Senator Webb has long experience in Japan, Okinawa and Guam, on both the diplomatic and military fronts, spanning a period of more than 40 years. 

Webb first spent time on Okinawa as a U.S. Marine during the Vietnam War and then revisited the island in the 1970s as a defense planner, when he wrote an analysis of the U.S. basing structure in Japan and Guam.  He has also visited Japan and Okinawa extensively as a novelist, journalist, government official, guest of the American military, and as an official guest of the Japanese government.  In 1987 while serving as Secretary of the Navy, Senator Webb personally returned the bell from Okinawa’s Gokokuji Temple, which had been taken in 1853 by Commodore Matthew Perry and displayed at the U.S. Naval Academy.  As a journalist, he wrote a groundbreaking study of the Japanese prison system, and he also has written frequently about U.S.-Japanese relations. Most of his book The Emperor’s General, an historic novel focusing on General Douglas McArthur, is set in post-war Japan.

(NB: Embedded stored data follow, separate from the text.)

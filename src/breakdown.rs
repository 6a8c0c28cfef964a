use crate::schema::Record;
use log::debug;
use serde::Serialize;
use std::collections::BTreeMap;

pub const UNKNOWN_STATUS: &str = "Unknown";

#[derive(Debug, Clone, PartialEq, Serialize)]
pub struct StatusBreakdownRow {
    pub status: String,
    pub count: usize,
    pub amount: f64,
}

#[derive(Debug, Clone, PartialEq, Serialize)]
pub struct CustomerTotal {
    pub customer: String,
    pub amount: f64,
    pub count: usize,
}

/// Record counts and amounts per status, most frequent status first.
pub fn status_breakdown<'a, I>(records: I) -> Vec<StatusBreakdownRow>
where
    I: IntoIterator<Item = &'a Record>,
{
    let mut by_status: BTreeMap<&str, (usize, f64)> = BTreeMap::new();

    for record in records {
        let status = record
            .status
            .as_deref()
            .map(str::trim)
            .filter(|s| !s.is_empty())
            .unwrap_or(UNKNOWN_STATUS);
        let entry = by_status.entry(status).or_insert((0, 0.0));
        entry.0 += 1;
        entry.1 += record.amount_or_zero();
    }

    let mut rows: Vec<StatusBreakdownRow> = by_status
        .into_iter()
        .map(|(status, (count, amount))| StatusBreakdownRow {
            status: status.to_string(),
            count,
            amount,
        })
        .collect();

    // BTreeMap already ordered names; the stable sort keeps that as the tie-break
    rows.sort_by(|a, b| b.count.cmp(&a.count));
    rows
}

/// The `limit` customers with the largest summed `amount`. Records without a customer
/// are ignored.
pub fn top_customers<'a, I>(records: I, limit: usize) -> Vec<CustomerTotal>
where
    I: IntoIterator<Item = &'a Record>,
{
    let mut by_customer: BTreeMap<&str, (f64, usize)> = BTreeMap::new();
    let mut skipped = 0usize;

    for record in records {
        match record.customer.as_deref().map(str::trim) {
            Some(name) if !name.is_empty() => {
                let entry = by_customer.entry(name).or_insert((0.0, 0));
                entry.0 += record.amount_or_zero();
                entry.1 += 1;
            }
            _ => skipped += 1,
        }
    }

    if skipped > 0 {
        debug!("{} record(s) without a customer left out of the ranking", skipped);
    }

    let mut totals: Vec<CustomerTotal> = by_customer
        .into_iter()
        .map(|(customer, (amount, count))| CustomerTotal {
            customer: customer.to_string(),
            amount,
            count,
        })
        .collect();

    totals.sort_by(|a, b| b.amount.total_cmp(&a.amount));
    totals.truncate(limit);
    totals
}

#[cfg(test)]
mod tests {
    use super::*;

    fn order(status: Option<&str>, customer: Option<&str>, amount: f64) -> Record {
        let mut record = Record::new(2024, 1, "A", 0.0, 0.0);
        record.status = status.map(str::to_string);
        record.customer = customer.map(str::to_string);
        record.amount = Some(amount);
        record
    }

    #[test]
    fn test_status_breakdown() {
        let records = vec![
            order(Some("Open"), None, 100.0),
            order(Some("Closed"), None, 50.0),
            order(Some("Open"), None, 25.0),
            order(None, None, 10.0),
            order(Some("  "), None, 5.0),
            order(Some("Cancelled"), None, 1.0),
        ];

        let rows = status_breakdown(&records);
        assert_eq!(rows.len(), 4);
        assert_eq!(rows[0].status, "Open");
        assert_eq!(rows[0].count, 2);
        assert_eq!(rows[0].amount, 125.0);
        assert_eq!(rows[1].status, UNKNOWN_STATUS);
        assert_eq!(rows[1].count, 2);
        assert_eq!(rows[2].status, "Cancelled");
        assert_eq!(rows[3].status, "Closed");
    }

    #[test]
    fn test_top_customers() {
        let records = vec![
            order(None, Some("PT Maju"), 500.0),
            order(None, Some("CV Sentosa"), 300.0),
            order(None, Some("PT Maju"), 200.0),
            order(None, Some("Abadi"), 300.0),
            order(None, None, 10_000.0),
        ];

        let top = top_customers(&records, 2);
        assert_eq!(top.len(), 2);
        assert_eq!(top[0].customer, "PT Maju");
        assert_eq!(top[0].amount, 700.0);
        assert_eq!(top[0].count, 2);
        assert_eq!(top[1].customer, "Abadi");

        assert!(top_customers(&records, 0).is_empty());
        assert_eq!(top_customers(&records, 10).len(), 3);
    }

    #[test]
    fn test_empty_inputs() {
        let records: Vec<Record> = Vec::new();
        assert!(status_breakdown(&records).is_empty());
        assert!(top_customers(&records, 5).is_empty());
    }
}
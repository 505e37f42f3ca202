//! Completion handling: turning a finished run into the next descriptor.
//!
//! A run ends in one of three outcomes. Successful recurring jobs come back
//! with a `Periodic` reason, failures that ask for a retry come back with a
//! `Retried` reason and a backoff, and everything else is done. The finished
//! descriptor is never mutated; the next one goes through a fresh builder
//! pass.

use std::time::Duration;

use dispatch_types::{DispatchError, RetryStrategy, TriggerReason};
use serde::{Deserialize, Serialize};
use tracing::debug;

use crate::invocation::{JobInvocation, JobParameters};

/// Result reported by the service that executed a job.
#[derive(Debug, Clone, Copy, PartialEq, Eq, Serialize, Deserialize)]
#[serde(rename_all = "snake_case")]
pub enum JobOutcome {
    /// The run completed.
    Success,
    /// The run failed and should be retried per the retry strategy.
    FailRetry,
    /// The run failed and must not be retried.
    FailNoRetry,
}

/// The descriptor to dispatch next, and how long to back off first.
#[derive(Debug, Clone)]
pub struct NextRun {
    pub invocation: JobInvocation,
    /// `None` for periodic reschedules, which wait on their own trigger.
    pub delay: Option<Duration>,
}

/// Build the retried descriptor for a failed invocation.
///
/// Identity, trigger, constraints and extras are carried over unchanged;
/// only the trigger reason becomes [`TriggerReason::Retried`].
pub fn retry_invocation(failed: &JobInvocation) -> Result<JobInvocation, DispatchError> {
    failed
        .to_builder()
        .set_trigger_reason(TriggerReason::Retried)
        .build()
}

/// Decide what, if anything, runs after `finished` ended with `outcome`.
///
/// `attempt` is the 1-based number of the retry about to be scheduled and
/// only matters for [`JobOutcome::FailRetry`]. `fallback` is used when the
/// finished descriptor carries no retry strategy of its own.
pub fn reconcile(
    finished: &JobInvocation,
    outcome: JobOutcome,
    attempt: u32,
    fallback: &RetryStrategy,
) -> Result<Option<NextRun>, DispatchError> {
    let next = match outcome {
        JobOutcome::Success if finished.is_recurring() => {
            let invocation = finished
                .to_builder()
                .set_trigger_reason(TriggerReason::Periodic)
                .build()?;
            Some(NextRun {
                invocation,
                delay: None,
            })
        }
        JobOutcome::Success | JobOutcome::FailNoRetry => None,
        JobOutcome::FailRetry => {
            let strategy = finished.retry_strategy().unwrap_or(*fallback);
            let delay = strategy.backoff_for_attempt(attempt);
            Some(NextRun {
                invocation: retry_invocation(finished)?,
                delay: Some(delay),
            })
        }
    };

    debug!(
        job = %finished.key(),
        ?outcome,
        attempt,
        rescheduled = next.is_some(),
        "Reconciled job completion"
    );
    Ok(next)
}
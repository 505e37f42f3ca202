//! Environmental preconditions attached to a job request.
//!
//! Each constraint carries a stable bit code so backends can store a set of
//! constraints as a single integer mask. Descriptors themselves keep the
//! caller's sequence as given.

use serde::{Deserialize, Serialize};

/// A condition that must hold before a triggered job is executed.
///
/// Evaluation is the job of an external constraint engine; this type only
/// names the condition.
#[derive(Debug, Clone, Copy, PartialEq, Eq, Hash, PartialOrd, Ord, Serialize, Deserialize)]
#[serde(rename_all = "snake_case")]
pub enum Constraint {
    /// Connected to a network that is not metered.
    OnUnmeteredNetwork,
    /// Connected to any network.
    OnAnyNetwork,
    /// Plugged in and charging.
    DeviceCharging,
    /// Idle, as defined by the host platform.
    DeviceIdle,
}

impl Constraint {
    /// All known constraints in ascending code order.
    pub const ALL: [Constraint; 4] = [
        Constraint::OnUnmeteredNetwork,
        Constraint::OnAnyNetwork,
        Constraint::DeviceCharging,
        Constraint::DeviceIdle,
    ];

    /// Bit code for this constraint.
    pub fn code(self) -> u32 {
        match self {
            Constraint::OnUnmeteredNetwork => 1,
            Constraint::OnAnyNetwork => 1 << 1,
            Constraint::DeviceCharging => 1 << 2,
            Constraint::DeviceIdle => 1 << 3,
        }
    }

    /// Look up a constraint by its exact bit code.
    pub fn from_code(code: u32) -> Option<Self> {
        Self::ALL.into_iter().find(|c| c.code() == code)
    }

    /// Fold a sequence of constraints into a bitmask.
    ///
    /// Duplicates collapse; order is lost.
    pub fn compact(constraints: &[Constraint]) -> u32 {
        constraints.iter().fold(0, |mask, c| mask | c.code())
    }

    /// Expand a bitmask into constraints, in ascending code order.
    ///
    /// Bits that do not correspond to a known constraint are ignored.
    pub fn uncompact(mask: u32) -> Vec<Constraint> {
        Self::ALL
            .into_iter()
            .filter(|c| mask & c.code() != 0)
            .collect()
    }
}

impl std::fmt::Display for Constraint {
    fn fmt(&self, f: &mut std::fmt::Formatter<'_>) -> std::fmt::Result {
        match self {
            Constraint::OnUnmeteredNetwork => write!(f, "on_unmetered_network"),
            Constraint::OnAnyNetwork => write!(f, "on_any_network"),
            Constraint::DeviceCharging => write!(f, "device_charging"),
            Constraint::DeviceIdle => write!(f, "device_idle"),
        }
    }
}
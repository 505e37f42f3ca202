//! Scheduled job descriptors for job-dispatch.
//!
//! A [`JobInvocation`] is the immutable record handed to an execution
//! backend: what to run (`service`), under which name (`tag`), when
//! (`trigger`), under which environmental constraints, and how to back off
//! on failure. It is produced by a [`JobInvocationBuilder`].
//!
//! # Features
//!
//! - Builder with deferred validation of tag, service and trigger
//! - Snapshot semantics: built descriptors never observe later builder edits
//! - Identity-only equality: two descriptors are equal iff tag and service match
//! - Pending-job index applying the `replace_current` policy atomically
//! - Completion handling that derives retried or rescheduled descriptors
//!
//! # Example
//!
//! ```
//! use dispatch_core::{JobInvocationBuilder, JobParameters};
//! use dispatch_types::{Constraint, JobTrigger, Lifetime, RetryStrategy, TriggerReason};
//!
//! let invocation = JobInvocationBuilder::new()
//!     .set_tag("sync-job")
//!     .set_service("com.example.SyncService")
//!     .set_trigger(JobTrigger::daily())
//!     .set_recurring(true)
//!     .set_lifetime(Lifetime::Forever)
//!     .set_constraints([Constraint::OnAnyNetwork])
//!     .set_retry_strategy(RetryStrategy::default_exponential())
//!     .set_trigger_reason(TriggerReason::Periodic)
//!     .build()?;
//!
//! assert_eq!(invocation.tag(), "sync-job");
//! assert!(invocation.is_recurring());
//! # Ok::<(), dispatch_types::DispatchError>(())
//! ```

mod builder;
mod completion;
mod invocation;
pub mod logging;
mod pending;

pub use builder::JobInvocationBuilder;
pub use completion::{reconcile, retry_invocation, JobOutcome, NextRun};
pub use invocation::{JobInvocation, JobKey, JobParameters};
pub use pending::{PendingJobIndex, ScheduleOutcome};
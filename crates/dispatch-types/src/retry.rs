//! Retry strategies consulted when a job run fails.
//!
//! A strategy is a pure value: it computes how long to back off for a given
//! attempt, and leaves the actual rescheduling to the backend.

use std::time::Duration;

use backoff::backoff::Backoff;
use backoff::ExponentialBackoffBuilder;
use serde::{Deserialize, Serialize};

use crate::DispatchError;

/// Default first backoff, in seconds.
pub const DEFAULT_INITIAL_BACKOFF_SECS: u32 = 30;

/// Default backoff ceiling, in seconds.
pub const DEFAULT_MAXIMUM_BACKOFF_SECS: u32 = 3600;

/// Shape of the backoff curve.
#[derive(Debug, Clone, Copy, PartialEq, Eq, Hash, Serialize, Deserialize, Default)]
#[serde(rename_all = "snake_case")]
pub enum RetryPolicy {
    /// Backoff doubles on every attempt.
    #[default]
    Exponential,
    /// Backoff grows by the initial value on every attempt.
    Linear,
}

impl std::fmt::Display for RetryPolicy {
    fn fmt(&self, f: &mut std::fmt::Formatter<'_>) -> std::fmt::Result {
        match self {
            RetryPolicy::Exponential => write!(f, "exponential"),
            RetryPolicy::Linear => write!(f, "linear"),
        }
    }
}

/// Backoff policy carried by a job descriptor.
///
/// # Example
///
/// ```
/// use std::time::Duration;
/// use dispatch_types::{RetryPolicy, RetryStrategy};
///
/// let strategy = RetryStrategy::new(RetryPolicy::Exponential, 30, 3600).unwrap();
/// assert_eq!(strategy.backoff_for_attempt(1), Duration::from_secs(30));
/// assert_eq!(strategy.backoff_for_attempt(3), Duration::from_secs(120));
/// assert_eq!(strategy.backoff_for_attempt(20), Duration::from_secs(3600));
/// ```
#[derive(Debug, Clone, Copy, PartialEq, Eq, Hash, Serialize, Deserialize)]
#[serde(try_from = "RawRetryStrategy")]
pub struct RetryStrategy {
    policy: RetryPolicy,
    initial_backoff_secs: u32,
    maximum_backoff_secs: u32,
}

/// Wire form of [`RetryStrategy`], validated through [`RetryStrategy::new`].
#[derive(Deserialize)]
struct RawRetryStrategy {
    policy: RetryPolicy,
    initial_backoff_secs: u32,
    maximum_backoff_secs: u32,
}

impl TryFrom<RawRetryStrategy> for RetryStrategy {
    type Error = DispatchError;

    fn try_from(raw: RawRetryStrategy) -> Result<Self, Self::Error> {
        RetryStrategy::new(raw.policy, raw.initial_backoff_secs, raw.maximum_backoff_secs)
    }
}

impl RetryStrategy {
    /// Create a strategy.
    ///
    /// # Errors
    ///
    /// Returns `DispatchError::InvalidRetryStrategy` if the initial backoff is
    /// zero or the maximum is below the initial backoff.
    pub fn new(
        policy: RetryPolicy,
        initial_backoff_secs: u32,
        maximum_backoff_secs: u32,
    ) -> Result<Self, DispatchError> {
        if initial_backoff_secs == 0 {
            return Err(DispatchError::InvalidRetryStrategy(
                "initial backoff must be > 0".to_string(),
            ));
        }
        if maximum_backoff_secs < initial_backoff_secs {
            return Err(DispatchError::InvalidRetryStrategy(format!(
                "maximum backoff ({}s) is below initial backoff ({}s)",
                maximum_backoff_secs, initial_backoff_secs
            )));
        }
        Ok(Self {
            policy,
            initial_backoff_secs,
            maximum_backoff_secs,
        })
    }

    /// Exponential backoff from 30s up to one hour.
    pub fn default_exponential() -> Self {
        Self {
            policy: RetryPolicy::Exponential,
            initial_backoff_secs: DEFAULT_INITIAL_BACKOFF_SECS,
            maximum_backoff_secs: DEFAULT_MAXIMUM_BACKOFF_SECS,
        }
    }

    /// Linear backoff from 30s up to one hour.
    pub fn default_linear() -> Self {
        Self {
            policy: RetryPolicy::Linear,
            ..Self::default_exponential()
        }
    }

    pub fn policy(&self) -> RetryPolicy {
        self.policy
    }

    pub fn initial_backoff_secs(&self) -> u32 {
        self.initial_backoff_secs
    }

    pub fn maximum_backoff_secs(&self) -> u32 {
        self.maximum_backoff_secs
    }

    /// Backoff before the given 1-based retry attempt.
    ///
    /// Attempt 0 is treated as attempt 1. The result never exceeds the
    /// maximum backoff.
    pub fn backoff_for_attempt(&self, attempt: u32) -> Duration {
        let attempt = attempt.max(1);
        let initial = Duration::from_secs(u64::from(self.initial_backoff_secs));
        let maximum = Duration::from_secs(u64::from(self.maximum_backoff_secs));
        match self.policy {
            RetryPolicy::Exponential => exponential_backoff(initial, maximum, attempt),
            RetryPolicy::Linear => initial.saturating_mul(attempt).min(maximum),
        }
    }
}

/// Walk a jitter-free exponential curve up to `attempt`.
///
/// Stops early once the ceiling is reached, so large attempt numbers are cheap.
fn exponential_backoff(initial: Duration, maximum: Duration, attempt: u32) -> Duration {
    let mut curve = ExponentialBackoffBuilder::new()
        .with_initial_interval(initial)
        .with_randomization_factor(0.0)
        .with_multiplier(2.0)
        .with_max_interval(maximum)
        .with_max_elapsed_time(None)
        .build();

    let mut delay = initial;
    for _ in 0..attempt {
        match curve.next_backoff() {
            Some(next) => delay = next,
            None => break,
        }
        if delay >= maximum {
            break;
        }
    }
    // Whole seconds only; the crate adds up to a nanosecond even with no jitter
    Duration::from_secs(delay.as_secs()).min(maximum)
}

impl Default for RetryStrategy {
    fn default() -> Self {
        Self::default_exponential()
    }
}

impl std::fmt::Display for RetryStrategy {
    fn fmt(&self, f: &mut std::fmt::Formatter<'_>) -> std::fmt::Result {
        write!(
            f,
            "{}({}s..{}s)",
            self.policy, self.initial_backoff_secs, self.maximum_backoff_secs
        )
    }
}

During the mid-1970s, Senator Webb made two extended visits to Guam, conducting a detailed study of the U.S. defense strategy in Asia and assessing the impact on Guam and the Marianas Islands of a possible restructuring of U.S. bases in that region.  Many of his observations from more than 30 years ago resonate in the current discussions about realigning U.S. military bases in Okinawa and Guam.

In the Senate, in addition to chairing the Foreign Relations Committee's East Asian and Pacific Affairs subcommittee and the Armed Services Committee’s Personnel Subcommittee, Senator Webb is the co-chair of the Congressional Study Group on Japan.  He also was recently honored as one of America’s most distinguished leaders by the Japan-America Society during its 2009 Annual Public Affairs Dinner.